# Tabellen Problem (verschieben sich, wo sie nicht sollen)



## Strahleman (26. November 2003)

Hiho,

hab da ein kleines Problem mit meinem Layout. Ich habe nen Design für ne Homepage in PS gemacht und die in Tabellen eingefügt. Passt bis hier hin noch wunder bar:
Pic von der normalen Homepage HIER 

Doch wenn ich nun eine Seite in die mittlere Spalte der Zeile include kommt  hier SOWAS raus.
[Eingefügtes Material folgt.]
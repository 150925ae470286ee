use std::path::PathBuf;

pub const DEFAULT_POINTS_PER_CORRECT: u32 = 10;
pub const DEFAULT_PERFECT_THRESHOLD: u32 = 100;
pub const DEFAULT_EXCELLENT_THRESHOLD: u32 = 80;
pub const DEFAULT_GOOD_THRESHOLD: u32 = 60;
pub const DEFAULT_KEEP_PRACTICING_THRESHOLD: u32 = 40;

pub const QUIZ_LENGTHS: [usize; 2] = [10, 20];

const DATA_DIR_ENV: &str = "LINGO_CARDS_DATA";
const DB_PATH_ENV: &str = "LINGO_CARDS_DB";

/// Scoring policy applied by a quiz session and its result summary.
#[derive(Debug, Clone, Copy, PartialEq, Eq)]
pub struct QuizPolicy {
    pub points_per_correct: u32,
    pub perfect_threshold: u32,
    pub excellent_threshold: u32,
    pub good_threshold: u32,
    pub keep_practicing_threshold: u32,
}

impl Default for QuizPolicy {
    fn default() -> Self {
        Self {
            points_per_correct: DEFAULT_POINTS_PER_CORRECT,
            perfect_threshold: DEFAULT_PERFECT_THRESHOLD,
            excellent_threshold: DEFAULT_EXCELLENT_THRESHOLD,
            good_threshold: DEFAULT_GOOD_THRESHOLD,
            keep_practicing_threshold: DEFAULT_KEEP_PRACTICING_THRESHOLD,
        }
    }
}

#[derive(Debug, Clone)]
pub struct AppConfig {
    pub data_dir: PathBuf,
    pub db_path: PathBuf,
    pub policy: QuizPolicy,
}

impl AppConfig {
    pub fn from_env() -> Self {
        let data_dir = std::env::var(DATA_DIR_ENV)
            .map(PathBuf::from)
            .unwrap_or_else(|_| PathBuf::from("data"));
        let db_path = std::env::var(DB_PATH_ENV)
            .map(PathBuf::from)
            .unwrap_or_else(|_| default_db_path());

        Self {
            data_dir,
            db_path,
            policy: QuizPolicy::default(),
        }
    }
}

fn get_data_dir() -> PathBuf {
    if cfg!(target_os = "windows") {
        let home = std::env::var("USERPROFILE").unwrap_or_else(|_| "C:\\Users\\User".to_string());
        PathBuf::from(home).join(".local\\share\\lingo-cards")
    } else {
        let home = std::env::var("HOME").unwrap_or_else(|_| "/home/user".to_string());
        PathBuf::from(home).join(".local/share/lingo-cards")
    }
}

pub fn default_db_path() -> PathBuf {
    get_data_dir().join("progress.db")
}

#[cfg(test)]
mod tests {
    use super::*;

    #[test]
    fn test_default_policy_values() {
        let policy = QuizPolicy::default();
        assert_eq!(policy.points_per_correct, 10);
        assert_eq!(policy.perfect_threshold, 100);
        assert_eq!(policy.excellent_threshold, 80);
        assert_eq!(policy.good_threshold, 60);
        assert_eq!(policy.keep_practicing_threshold, 40);
    }

    #[test]
    fn test_default_db_path_file_name() {
        let path = default_db_path();
        assert_eq!(path.file_name().unwrap(), "progress.db");
        assert!(path.to_string_lossy().contains("lingo-cards"));
    }
}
Kann man das irgendwie so abändern, dass sich in der linken und rechten Spalte sich nur unten diese "Pfeile" (die schwarzen Ränder) nach unten ziehen, aber nicht die Links, also z.B. wie auf http://www.pc-modz.de dort wird auch nur der unterste Teil der linken und rechten Spalte verlängert.


----------



## Xaicon (26. November 2003)

Ich hab so das Gefühl dass Du die Bilder, wie es aussehen soll und wie nicht, vertauscht hast.. egal...

Zu Deinem Problem, denke ich würde Dir eine angabe der Höhe im _*<TR>*_ helfen, bei den Zeilen Die nicht verlängert werden sollen. und bei der letzten Zeile keine Höhenangabe, da diese dann verlängert wird. Ich gehe mal davon aus, das Du verschachtelte Tabellen verwendest, nicht nur eine...
Zudem konnte im entsprechenden _*<TALBE>*_ ein _*STYLE="TABLE-LAYOUT:FIXED"*_ helfen.
Näheres kann ich nur sagen, wenn der Quellcode per Link erreichbar, oder gepostet ist.


----------



## GoLLuM (27. November 2003)

jo, xaicon hat recht. die tabellen auf der rechten seite sollten irgendwie eine bestimmte höhe bekommen. sonst teilen sie sich auf die ganze höhe (der seite) auf.

achja, und was ihr leute immer für probleme mit dem klauen eurer designs/layouts/etc. habt! da musste doch nich son ein dickes fettes "muster" draufpacken..... und schon gar nicht über dein logo! also ganz ehrlich mal: wer sollte denn sowas klauen?


----------



## Strahleman (27. November 2003)

Den Quellcode gibts HIER

P.S. Jo die Pics hab ich ausversehen vertauscht 
Werd mich mal nach Schule hinsetzten und schaun ob es mit den Höhenangaben im <tr> .
Aber für weitere Hilfe wär ich auch sehr dankbar


----------